[DATA]

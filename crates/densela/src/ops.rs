//! Per-cell arithmetic used by the elementwise operations.
use crate::element::Element;

/// An operation between a cell and a fixed scalar `x`.
#[derive(Debug, Clone, Copy, PartialEq, Eq)]
pub enum ScalarOp {
    /// `cell + x`
    Add,
    /// `cell - x`
    Subtract,
    /// `x - cell`
    SubtractFrom,
    /// `cell * x`
    Multiply,
    /// `cell / x`
    Divide,
    /// `x / cell`
    DivideInto,
}

impl ScalarOp {
    #[inline]
    pub fn apply<T: Element>(self, cell: T, x: T) -> T {
        match self {
            ScalarOp::Add => cell + x,
            ScalarOp::Subtract => cell - x,
            ScalarOp::SubtractFrom => x - cell,
            ScalarOp::Multiply => cell * x,
            ScalarOp::Divide => cell / x,
            ScalarOp::DivideInto => x / cell,
        }
    }
}

/// An operation between corresponding cells of two equally shaped operands.
#[derive(Debug, Clone, Copy, PartialEq, Eq)]
pub enum PairOp {
    Add,
    Subtract,
    Multiply,
    Divide,
}

impl PairOp {
    #[inline]
    pub fn apply<T: Element>(self, a: T, b: T) -> T {
        match self {
            PairOp::Add => a + b,
            PairOp::Subtract => a - b,
            PairOp::Multiply => a * b,
            PairOp::Divide => a / b,
        }
    }
}
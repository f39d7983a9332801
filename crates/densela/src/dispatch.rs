//! Sequential and parallel execution of elementwise work.
//!
//! Every elementwise operation in the crate funnels through a `Dispatch`.
//! The parallel strategy fans work out on rayon with one unit per output row
//! (`fill_rows`) or per cell (`map_slice`, `zip_slices`, `map_in_place`). Each
//! unit receives an exclusive `&mut` slice of a pre-allocated output buffer,
//! so units never share a write target and the call returns only after all
//! of them have finished.
use std::sync::Arc;

use rayon::prelude::*;
use rayon::ThreadPool;

use crate::config::Strategy;

/// Cell count below which the parallel strategy runs sequentially.
pub const DEFAULT_MIN_PARALLEL_CELLS: usize = 4096;

#[derive(Debug, Clone)]
pub enum Dispatch {
    /// Single ordered pass over every cell.
    Sequential,
    /// Rayon fan-out, joined before returning.
    Parallel {
        min_cells: usize,
        pool: Option<Arc<ThreadPool>>,
    },
}

impl Default for Dispatch {
    /// Same as `build_dispatch(&DispatchConfig::default())`: parallel on the
    /// global pool with the default threshold.
    fn default() -> Self {
        Dispatch::parallel()
    }
}

impl Dispatch {
    pub fn sequential() -> Self {
        Dispatch::Sequential
    }

    /// Parallel fan-out on the global rayon pool with the default threshold.
    pub fn parallel() -> Self {
        Self::parallel_with_threshold(DEFAULT_MIN_PARALLEL_CELLS)
    }

    /// Parallel fan-out that only kicks in once an input has `min_cells`
    /// cells. A threshold of zero always fans out.
    pub fn parallel_with_threshold(min_cells: usize) -> Self {
        Dispatch::Parallel {
            min_cells,
            pool: None,
        }
    }

    pub fn strategy(&self) -> Strategy {
        match self {
            Dispatch::Sequential => Strategy::Sequential,
            Dispatch::Parallel { .. } => Strategy::Parallel,
        }
    }

    fn fans_out(&self, cells: usize) -> bool {
        match self {
            Dispatch::Sequential => false,
            Dispatch::Parallel { min_cells, .. } => {
                if cells < *min_cells {
                    log::trace!(
                        "{} cells below parallel threshold {}, running sequentially",
                        cells,
                        min_cells
                    );
                    false
                } else {
                    true
                }
            }
        }
    }

    fn run<R, OP>(&self, op: OP) -> R
    where
        R: Send,
        OP: FnOnce() -> R + Send,
    {
        match self {
            Dispatch::Parallel {
                pool: Some(pool), ..
            } => pool.install(op),
            _ => op(),
        }
    }

    /// Hand each `width`-long row of `out` to `f` together with its row
    /// index. Under the parallel strategy every row is its own unit of work.
    pub fn fill_rows<T, F>(&self, out: &mut [T], width: usize, f: F)
    where
        T: Send,
        F: Fn(usize, &mut [T]) + Send + Sync,
    {
        if width == 0 || out.is_empty() {
            return;
        }
        if self.fans_out(out.len()) {
            self.run(|| {
                out.par_chunks_mut(width)
                    .enumerate()
                    .for_each(|(i, row)| f(i, row))
            });
        } else {
            out.chunks_mut(width)
                .enumerate()
                .for_each(|(i, row)| f(i, row));
        }
    }

    /// Apply `f` to every element of `src`, returning a new buffer.
    pub fn map_slice<T, F>(&self, src: &[T], f: F) -> Vec<T>
    where
        T: Copy + Send + Sync,
        F: Fn(T) -> T + Send + Sync,
    {
        if self.fans_out(src.len()) {
            self.run(|| src.par_iter().map(|&x| f(x)).collect())
        } else {
            src.iter().map(|&x| f(x)).collect()
        }
    }

    /// Combine two equally long buffers cell by cell.
    pub fn zip_slices<T, F>(&self, lhs: &[T], rhs: &[T], f: F) -> Vec<T>
    where
        T: Copy + Send + Sync,
        F: Fn(T, T) -> T + Send + Sync,
    {
        debug_assert_eq!(lhs.len(), rhs.len());
        if self.fans_out(lhs.len()) {
            self.run(|| {
                lhs.par_iter()
                    .zip(rhs.par_iter())
                    .map(|(&a, &b)| f(a, b))
                    .collect()
            })
        } else {
            lhs.iter().zip(rhs.iter()).map(|(&a, &b)| f(a, b)).collect()
        }
    }

    /// Replace every element of `data` with `f(element)`.
    pub fn map_in_place<T, F>(&self, data: &mut [T], f: F)
    where
        T: Copy + Send + Sync,
        F: Fn(T) -> T + Send + Sync,
    {
        if self.fans_out(data.len()) {
            self.run(|| data.par_iter_mut().for_each(|x| *x = f(*x)));
        } else {
            data.iter_mut().for_each(|x| *x = f(*x));
        }
    }
}
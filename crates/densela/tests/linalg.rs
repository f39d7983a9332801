//! Integration tests for multiplication, transpose, submatrix/minor,
//! determinant, inverse and tolerance comparison.

use densela::{Dispatch, ElementKind, Matrix, MatrixError};
use rand::rngs::StdRng;
use rand::{Rng, SeedableRng};

fn reference_3x3() -> Matrix<f64> {
    Matrix::from_rows(vec![
        vec![1.0, 2.0, 3.0],
        vec![4.0, 5.0, 6.0],
        vec![7.0, 8.0, 10.0],
    ])
    .unwrap()
}

fn singular_3x3() -> Matrix<i32> {
    Matrix::from_rows(vec![vec![1, 2, 3], vec![4, 5, 6], vec![7, 8, 9]]).unwrap()
}

// ---------------------------------------------------------------------------
// Multiplication
// ---------------------------------------------------------------------------

#[test]
fn multiply_small_integers() {
    let a = Matrix::from_rows(vec![vec![1, 2, 3], vec![4, 5, 6]]).unwrap();
    let b = Matrix::from_rows(vec![vec![7, 8], vec![9, 10], vec![11, 12]]).unwrap();
    let p = a.multiply(&b).unwrap();
    assert_eq!(p.shape(), (2, 2));
    assert_eq!(p.as_slice(), &[58, 64, 139, 154]);
}

#[test]
fn multiply_rejects_incompatible_shapes() {
    let a: Matrix<i32> = Matrix::zeros(2, 3);
    let b: Matrix<i32> = Matrix::zeros(2, 3);
    assert!(a.multiplication_shape(&b).is_none());
    assert!(matches!(
        a.multiply(&b),
        Err(MatrixError::MultiplicationValidity {
            left: (2, 3),
            right: (2, 3)
        })
    ));
}

#[test]
fn multiply_by_identity_is_neutral() {
    let mut rng = StdRng::seed_from_u64(5);
    for (rows, cols) in [(1, 1), (3, 4), (6, 2), (10, 10)] {
        let data: Vec<i64> = (0..rows * cols).map(|_| rng.gen_range(-50..50)).collect();
        let a = Matrix::from_shape_vec((rows, cols), data).unwrap();
        assert_eq!(a.multiply(&Matrix::identity(cols)).unwrap(), a);
        assert_eq!(Matrix::identity(rows).multiply(&a).unwrap(), a);
    }
}

#[test]
fn multiply_strategies_agree() {
    let a = Matrix::from_flat_cycled(30, 20, &[1.5, -2.0, 0.25, 3.0]);
    let b = Matrix::from_flat_cycled(20, 25, &[0.5, 1.0, -1.0]);
    let seq = a.multiply(&b).unwrap();
    let par = a.multiply_with(&Dispatch::parallel_with_threshold(0), &b).unwrap();
    assert_eq!(seq, par);
}

#[test]
fn multiply_matches_ndarray() {
    let mut rng = StdRng::seed_from_u64(99);
    let (n, k, m) = (7, 5, 9);
    let lhs: Vec<f64> = (0..n * k).map(|_| rng.gen_range(-1.0..1.0)).collect();
    let rhs: Vec<f64> = (0..k * m).map(|_| rng.gen_range(-1.0..1.0)).collect();

    let ours = Matrix::from_shape_vec((n, k), lhs.clone())
        .unwrap()
        .multiply(&Matrix::from_shape_vec((k, m), rhs.clone()).unwrap())
        .unwrap();
    let reference = ndarray::Array2::from_shape_vec((n, k), lhs)
        .unwrap()
        .dot(&ndarray::Array2::from_shape_vec((k, m), rhs).unwrap());
    let reference = Matrix::from_shape_vec((n, m), reference.iter().copied().collect()).unwrap();

    assert!(ours.within_tolerance(&reference, 1e-12));
}

// ---------------------------------------------------------------------------
// Transpose / submatrix / minor
// ---------------------------------------------------------------------------

#[test]
fn transpose_swaps_axes() {
    let m = Matrix::from_rows(vec![vec![1, 2, 3], vec![4, 5, 6]]).unwrap();
    let t = m.transpose();
    assert_eq!(t.shape(), (3, 2));
    assert_eq!(t.as_slice(), &[1, 4, 2, 5, 3, 6]);
}

#[test]
fn transpose_is_an_involution() {
    let mut rng = StdRng::seed_from_u64(21);
    for (rows, cols) in [(1, 1), (1, 8), (8, 1), (4, 9), (12, 12)] {
        let data: Vec<u16> = (0..rows * cols).map(|_| rng.gen()).collect();
        let m = Matrix::from_shape_vec((rows, cols), data).unwrap();
        assert_eq!(m.transpose().transpose(), m);
        assert_eq!(
            m.transpose_with(&Dispatch::parallel_with_threshold(0)),
            m.transpose()
        );
    }
}

#[test]
fn submatrix_is_inclusive_copy() {
    let m = Matrix::from_flat_cycled(4, 4, &(1..=16).collect::<Vec<i32>>());
    let s = m.submatrix(1, 1, 2, 3).unwrap();
    assert_eq!(s.shape(), (2, 3));
    assert_eq!(s.as_slice(), &[6, 7, 8, 10, 11, 12]);
    assert!(matches!(
        m.submatrix(0, 0, 4, 1),
        Err(MatrixError::OutOfBounds { index: 4, len: 4 })
    ));
    assert!(m.submatrix(2, 0, 1, 1).is_err());
}

#[test]
fn minor_drops_row_and_column() {
    let m = reference_3x3();
    let minor = m.minor(0, 1).unwrap();
    assert_eq!(minor.as_slice(), &[4.0, 6.0, 7.0, 10.0]);
    assert!(m.minor(3, 0).is_err());
    assert!(m.minor(0, 3).is_err());
}

// ---------------------------------------------------------------------------
// Determinant
// ---------------------------------------------------------------------------

#[test]
fn determinant_reference_values() {
    assert!((reference_3x3().determinant().unwrap() - -3.0).abs() < 1e-12);
    assert_eq!(singular_3x3().determinant().unwrap(), 0.0);
}

#[test]
fn determinant_of_integer_matrix_via_widening() {
    let m = Matrix::from_rows(vec![vec![2u8, 1], vec![1, 3]]).unwrap();
    assert_eq!(m.determinant().unwrap(), 5.0);
}

#[test]
fn determinant_native_requires_float() {
    let m = Matrix::from_rows(vec![vec![1i32, 2], vec![3, 4]]).unwrap();
    assert!(matches!(
        m.determinant_native(),
        Err(MatrixError::NotFloat(ElementKind::I32))
    ));
    let f = Matrix::from_rows(vec![vec![1.0f32, 2.0], vec![3.0, 4.0]]).unwrap();
    assert_eq!(f.determinant_native().unwrap(), -2.0);
}

#[test]
fn determinant_error_conditions() {
    let non_square: Matrix<f64> = Matrix::zeros(2, 3);
    assert!(matches!(
        non_square.determinant(),
        Err(MatrixError::NonSquare { rows: 2, cols: 3 })
    ));
    let rows_only: Matrix<f64> = Matrix::zeros(3, 0);
    assert!(matches!(
        rows_only.determinant(),
        Err(MatrixError::NonSquare { .. })
    ));
    assert!(matches!(
        Matrix::<f64>::empty().determinant(),
        Err(MatrixError::ZeroLength)
    ));
}

// ---------------------------------------------------------------------------
// Inverse
// ---------------------------------------------------------------------------

#[test]
fn inverse_matches_reference() {
    let expected = Matrix::from_rows(vec![
        vec![-2.0 / 3.0, -4.0 / 3.0, 1.0],
        vec![-2.0 / 3.0, 11.0 / 3.0, -2.0],
        vec![1.0, -2.0, 1.0],
    ])
    .unwrap();
    let inv = reference_3x3().inverse().unwrap();
    assert!(inv.within_tolerance(&expected, 1e-9), "{}", inv);
}

#[test]
fn inverse_times_matrix_is_identity() {
    let m = reference_3x3();
    let product = m.multiply(&m.float_inverse().unwrap()).unwrap();
    assert!(product.within_tolerance(&Matrix::identity(3), 1e-9));
}

#[test]
fn inverse_does_not_modify_receiver() {
    let m = reference_3x3();
    let before = m.clone();
    let _ = m.inverse_native().unwrap();
    assert_eq!(m, before);
}

#[test]
fn inverse_of_singular_fails() {
    assert!(matches!(singular_3x3().inverse(), Err(MatrixError::NoInverse)));
}

#[test]
fn inverse_error_propagation() {
    assert!(matches!(
        Matrix::<f64>::zeros(2, 4).inverse(),
        Err(MatrixError::NonSquare { .. })
    ));
    assert!(matches!(
        Matrix::<f64>::empty().float_inverse(),
        Err(MatrixError::ZeroLength)
    ));
    assert!(matches!(
        Matrix::<i64>::identity(2).inverse_native(),
        Err(MatrixError::NotFloat(ElementKind::I64))
    ));
}

#[test]
fn zero_pivot_is_not_reordered() {
    // non-singular, but the first pivot is zero
    let m = Matrix::from_rows(vec![vec![0.0, 1.0], vec![1.0, 0.0]]).unwrap();
    assert_eq!(m.determinant().unwrap(), -1.0);
    let inv = m.inverse().unwrap();
    assert!(inv.as_slice().iter().any(|v| !v.is_finite()));
}

// ---------------------------------------------------------------------------
// Tolerance comparison
// ---------------------------------------------------------------------------

#[test]
fn within_tolerance_is_reflexive() {
    let m = reference_3x3();
    for sigma in [1e-15, 1e-3, 1.0] {
        assert!(m.within_tolerance(&m, sigma));
    }
}

#[test]
fn within_tolerance_is_strict() {
    let a = Matrix::from_rows(vec![vec![1.0, 2.0]]).unwrap();
    let b = Matrix::from_rows(vec![vec![1.0, 2.5]]).unwrap();
    assert!(!a.within_tolerance(&b, 0.5));
    assert!(a.within_tolerance(&b, 0.5000001));
    assert!(!a.within_tolerance(&b, 0.1));
}

#[test]
fn within_tolerance_requires_same_shape() {
    let a: Matrix<i32> = Matrix::zeros(2, 2);
    let b: Matrix<i32> = Matrix::zeros(2, 3);
    assert!(!a.within_tolerance(&b, 100.0));
}

#[test]
fn to_f64_widens_every_cell() {
    let m = Matrix::from_rows(vec![vec![255u8, 0], vec![1, 2]]).unwrap();
    assert_eq!(m.to_f64().as_slice(), &[255.0, 0.0, 1.0, 2.0]);
}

[/DATA]

Quote every line from the beginning of the entries up to and including the line that contains "filename crates/densela/src/dispatch.rs".

• RESULT FOR THIS TASK:
filename crates/densela/src/ops.rs
//! Per-cell arithmetic used by the elementwise operations.
use crate::element::Element;

/// An operation between a cell and a fixed scalar `x`.
#[derive(Debug, Clone, Copy, PartialEq, Eq)]
pub enum ScalarOp {
    /// `cell + x`
    Add,
    /// `cell - x`
    Subtract,
    /// `x - cell`
    SubtractFrom,
    /// `cell * x`
    Multiply,
    /// `cell / x`
    Divide,
    /// `x / cell`
    DivideInto,
}

impl ScalarOp {
    #[inline]
    pub fn apply<T: Element>(self, cell: T, x: T) -> T {
        match self {
            ScalarOp::Add => cell + x,
            ScalarOp::Subtract => cell - x,
            ScalarOp::SubtractFrom => x - cell,
            ScalarOp::Multiply => cell * x,
            ScalarOp::Divide => cell / x,
            ScalarOp::DivideInto => x / cell,
        }
    }
}

/// An operation between corresponding cells of two equally shaped operands.
#[derive(Debug, Clone, Copy, PartialEq, Eq)]
pub enum PairOp {
    Add,
    Subtract,
    Multiply,
    Divide,
}

impl PairOp {
    #[inline]
    pub fn apply<T: Element>(self, a: T, b: T) -> T {
        match self {
            PairOp::Add => a + b,
            PairOp::Subtract => a - b,
            PairOp::Multiply => a * b,
            PairOp::Divide => a / b,
        }
    }
}
repository f39d7983a9332801
filename crates/densela/src/dispatch.rs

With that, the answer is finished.